If you use Apple Music on your computer, you’ll find that the more you listen to music, the more your hard drive’s free space dwindles. Even if you don’t save music for offline listening, iTunes stores what you listen to in a cache. There’s a good reason for this: when you listen to something again, you don’t have to re-download it.
However, if you listen to a lot of different music, and don’t have a lot of disk space, then you may find that your free space is shrinking. It’s easy to clear this cache, but you can’t do it from within iTunes.
First quit iTunes. Then find it’s cache folder. On OS X, it’s ~/Library/Caches/com.apple.itunes, where ~ is a shortcut for your home folder. (If your user name is Alice, then the path would be /Users/alice/Library/Caches/com.apple.itunes.)
On Windows, Windows, it’s (replace USERNAME with you user name): C:\Users\USERNAME\AppData\Local\Apple Computer\iTunes\
When you’re there, you’1ll see the size of your cache. In this screenshot, you can see that mine is nearly 900 MB.

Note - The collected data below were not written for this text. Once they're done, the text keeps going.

//! Turn-bounded depth interview.
//!
//! One interview is a small state machine over [`InterviewStep`]:
//!
//! ```text
//! start ──► Persona ──(turns < max)──► Interviewer ──► Persona ...
//!              │
//!              └──(turns >= max)──► Done
//! ```
//!
//! The opening question is seeded as a user message. Every persona answer is
//! appended as an assistant message and every interviewer question as a user
//! message, so the persona always sees the dialogue from its own side. The
//! turn count advances once per interviewer question; `max_turns` therefore
//! bounds the number of follow-ups, not the number of messages.

use serde::Serialize;
use tracing::debug;

use crate::output::TableRecord;
use crate::persona::PersonaProfile;
use crate::prompts::{follow_up_request, interviewer_system_prompt, persona_system_prompt, PromptMode};
use crate::providers::{CallError, Gateway, Message, Role};

use super::batch::{run_batch, BatchOutcome};

/// Characters of the first transcript shown in the run summary.
pub const SAMPLE_LOG_CHARS: usize = 1000;

/// Where an interview goes next.
#[derive(Debug, Clone, Copy, PartialEq, Eq)]
pub enum InterviewStep {
    /// The persona answers the latest question.
    Persona,
    /// The interviewer asks one follow-up.
    Interviewer,
    /// No further calls.
    Done,
}

/// Dialogue accumulated for one persona.
///
/// History is append-only and the turn count never decreases.
#[derive(Debug, Clone)]
pub struct InterviewState {
    profile: PersonaProfile,
    history: Vec<Message>,
    turn_count: u32,
}

impl InterviewState {
    /// Seed a new interview with the opening question.
    pub fn new(profile: PersonaProfile, opening_question: impl Into<String>) -> Self {
        Self {
            profile,
            history: vec![Message::user(opening_question)],
            turn_count: 0,
        }
    }

    /// The interviewed persona.
    pub fn profile(&self) -> &PersonaProfile {
        &self.profile
    }

    /// All messages so far, oldest first.
    pub fn history(&self) -> &[Message] {
        &self.history
    }

    /// Follow-up questions asked so far.
    pub fn turn_count(&self) -> u32 {
        self.turn_count
    }

    /// Content of the newest message, empty for an empty history.
    pub fn last_content(&self) -> &str {
        self.history.last().map_or("", |m| m.content.as_str())
    }

    fn append(&mut self, message: Message) {
        self.history.push(message);
    }

    fn advance_turn(&mut self) {
        self.turn_count = self.turn_count.saturating_add(1);
    }
}

/// Render a history as a labelled transcript.
///
/// Labels are positional: the first entry is the opening question, odd
/// positions are persona answers and the remaining even positions are
/// interviewer questions.
pub fn transcript(history: &[Message]) -> String {
    let mut out = String::new();
    for (index, message) in history.iter().enumerate() {
        let label = match index {
            0 => "Initial Question",
            i if i % 2 == 1 => "Persona Answer",
            _ => "Interviewer Question",
        };
        out.push('【');
        out.push_str(label);
        out.push_str("】\n");
        out.push_str(&message.content);
        out.push_str("\n\n");
    }
    out
}

/// One interview row.
#[derive(Debug, Clone, PartialEq, Eq, Serialize)]
pub struct InterviewRecord {
    /// Persona identifier.
    #[serde(rename = "ID")]
    pub id: String,
    /// Occupation.
    #[serde(rename = "Occupation")]
    pub occupation: String,
    /// Age, empty when unknown.
    #[serde(rename = "Age")]
    pub age: String,
    /// Full labelled transcript.
    #[serde(rename = "Conversation_Log")]
    pub conversation_log: String,
    /// The persona's last answer.
    #[serde(rename = "Final_Answer")]
    pub final_answer: String,
}

impl TableRecord for InterviewRecord {
    const HEADERS: &'static [&'static str] = &[
        "ID",
        "Occupation",
        "Age",
        "Conversation_Log",
        "Final_Answer",
    ];
}

impl InterviewRecord {
    /// Build the row for a finished interview.
    pub fn from_state(state: &InterviewState) -> Self {
        let profile = state.profile();
        Self {
            id: profile.id.clone(),
            occupation: profile.occupation.clone(),
            age: profile.age_text(),
            conversation_log: transcript(state.history()),
            final_answer: state.last_content().to_owned(),
        }
    }
}

/// Drives interviews through the gateway.
#[derive(Debug, Clone)]
pub struct InterviewEngine {
    gateway: Gateway,
    max_turns: u32,
    opening_question: String,
}

impl InterviewEngine {
    /// Create an engine asking `opening_question` followed by at most
    /// `max_turns` follow-ups.
    pub fn new(gateway: Gateway, max_turns: u32, opening_question: impl Into<String>) -> Self {
        Self {
            gateway,
            max_turns,
            opening_question: opening_question.into(),
        }
    }

    /// Execute one step and return the next.
    ///
    /// # Errors
    ///
    /// Propagates the gateway's [`CallError`]; `state` is left as it was
    /// before the failed call.
    pub async fn step(
        &self,
        state: &mut InterviewState,
        step: InterviewStep,
    ) -> Result<InterviewStep, CallError> {
        match step {
            InterviewStep::Persona => {
                let mut messages = Vec::with_capacity(state.history().len().saturating_add(1));
                messages.push(Message::system(persona_system_prompt(
                    state.profile(),
                    PromptMode::Detailed,
                )));
                messages.extend(state.history().iter().cloned());

                let answer = self.gateway.complete(messages).await?;
                state.append(Message::assistant(answer));

                if state.turn_count() >= self.max_turns {
                    Ok(InterviewStep::Done)
                } else {
                    Ok(InterviewStep::Interviewer)
                }
            }
            InterviewStep::Interviewer => {
                let messages = vec![
                    Message::system(interviewer_system_prompt()),
                    Message::user(follow_up_request(state.last_content())),
                ];

                let question = self.gateway.complete(messages).await?;
                state.append(Message::user(question));
                state.advance_turn();
                Ok(InterviewStep::Persona)
            }
            InterviewStep::Done => Ok(InterviewStep::Done),
        }
    }

    /// Run a full interview with one persona.
    ///
    /// # Errors
    ///
    /// Any failed call aborts the interview; no partial transcript is
    /// returned.
    pub async fn conduct(&self, profile: PersonaProfile) -> Result<InterviewState, CallError> {
        let mut state = InterviewState::new(profile, self.opening_question.clone());
        let mut step = InterviewStep::Persona;

        while step != InterviewStep::Done {
            step = self.step(&mut state, step).await?;
        }

        debug!(
            persona_id = %state.profile().id,
            turns = state.turn_count(),
            messages = state.history().len(),
            "interview finished"
        );
        Ok(state)
    }

    /// Interview every persona with at most `limit` in flight.
    pub async fn run(
        &self,
        personas: Vec<PersonaProfile>,
        limit: usize,
    ) -> BatchOutcome<InterviewRecord> {
        tracing::info!(
            personas = personas.len(),
            limit,
            max_turns = self.max_turns,
            "interviews started"
        );
        let engine = self.clone();
        run_batch(personas, limit, move |persona| {
            let engine = engine.clone();
            async move {
                let state = engine.conduct(persona).await?;
                Ok::<_, CallError>(InterviewRecord::from_state(&state))
            }
        })
        .await
    }
}

/// Counts of interviewer and persona messages in a history.
///
/// The opening question is excluded.
pub fn role_counts(history: &[Message]) -> (usize, usize) {
    history
        .iter()
        .skip(1)
        .fold((0usize, 0usize), |(questions, answers), m| match m.role {
            Role::User => (questions.saturating_add(1), answers),
            Role::Assistant => (questions, answers.saturating_add(1)),
            Role::System => (questions, answers),
        })
}

/// Summary printed after an interview run.
#[derive(Debug, Clone, PartialEq, Eq)]
pub struct InterviewSummary {
    /// Interviews that produced a record.
    pub completed: usize,
    /// Personas attempted.
    pub total: usize,
    /// Start of the first record's transcript, if any.
    pub sample_log: Option<String>,
}

impl InterviewSummary {
    /// Summarize a finished batch.
    pub fn from_outcome(outcome: &BatchOutcome<InterviewRecord>) -> Self {
        Self {
            completed: outcome.records.len(),
            total: outcome.attempted(),
            sample_log: outcome
                .records
                .first()
                .map(|r| r.conversation_log.chars().take(SAMPLE_LOG_CHARS).collect()),
        }
    }
}

impl std::fmt::Display for InterviewSummary {
    fn fmt(&self, f: &mut std::fmt::Formatter<'_>) -> std::fmt::Result {
        writeln!(f, "Interviews completed: {}/{}", self.completed, self.total)?;
        if let Some(log) = &self.sample_log {
            writeln!(f, "--- sample conversation ---")?;
            write!(f, "{log}")?;
        }
        Ok(())
    }
}
//! The single chat-completion entry point used by every engine.

use std::sync::Arc;

use super::{CallError, CompletionParams, CompletionRequest, LlmProvider, Message};

/// Provider handle plus the configured default sampling parameters.
///
/// Cheap to clone; clones share the underlying provider and HTTP client.
#[derive(Clone)]
pub struct Gateway {
    provider: Arc<dyn LlmProvider>,
    defaults: CompletionParams,
}

impl std::fmt::Debug for Gateway {
    fn fmt(&self, f: &mut std::fmt::Formatter<'_>) -> std::fmt::Result {
        f.debug_struct("Gateway")
            .field("provider", &self.provider.kind())
            .field("model", &self.provider.model_id())
            .field("defaults", &self.defaults)
            .finish()
    }
}

impl Gateway {
    /// Wrap a provider with default parameters for every call.
    pub fn new(provider: Arc<dyn LlmProvider>, defaults: CompletionParams) -> Self {
        Self { provider, defaults }
    }

    /// The wrapped provider.
    pub fn provider(&self) -> &Arc<dyn LlmProvider> {
        &self.provider
    }

    /// Send `messages` with the default parameters.
    ///
    /// # Errors
    ///
    /// Propagates the provider's [`CallError`].
    pub async fn complete(&self, messages: Vec<Message>) -> Result<String, CallError> {
        self.complete_with(messages, CompletionParams::default())
            .await
    }

    /// Send `messages`; fields set in `params` override the defaults.
    ///
    /// # Errors
    ///
    /// Propagates the provider's [`CallError`].
    pub async fn complete_with(
        &self,
        messages: Vec<Message>,
        params: CompletionParams,
    ) -> Result<String, CallError> {
        let request = CompletionRequest {
            messages,
            params: params.or(self.defaults),
        };
        tracing::debug!(
            provider = %self.provider.kind(),
            messages = request.messages.len(),
            "sending completion request"
        );
        self.provider.complete(request).await
    }

    /// Blocking variant of [`Gateway::complete_with`] for synchronous callers.
    ///
    /// Drives the call on a private current-thread runtime, so it must not be
    /// called from inside an async context.
    ///
    /// # Errors
    ///
    /// Returns [`CallError::Runtime`] if the runtime cannot start, otherwise
    /// the provider's error.
    pub fn complete_blocking(
        &self,
        messages: Vec<Message>,
        params: CompletionParams,
    ) -> Result<String, CallError> {
        let runtime = tokio::runtime::Builder::new_current_thread()
            .enable_all()
            .build()
            .map_err(CallError::Runtime)?;
        runtime.block_on(self.complete_with(messages, params))
    }
}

Select all these files and delete them, or delete the folder containing them. When you launch iTunes, it will recreate the necessary files; ones that tell iTunes which files are cached. As you play music, it will get stored here later. If you notice that your hard drive space is shrinking, come back and delete it again.
iTunes really should have two options related to this cache. The first should allow you to choose how large the maximum size of the cache is. And the second should be a button allowing you to delete the cache. For now, you don’t have those options, so you must do it manually.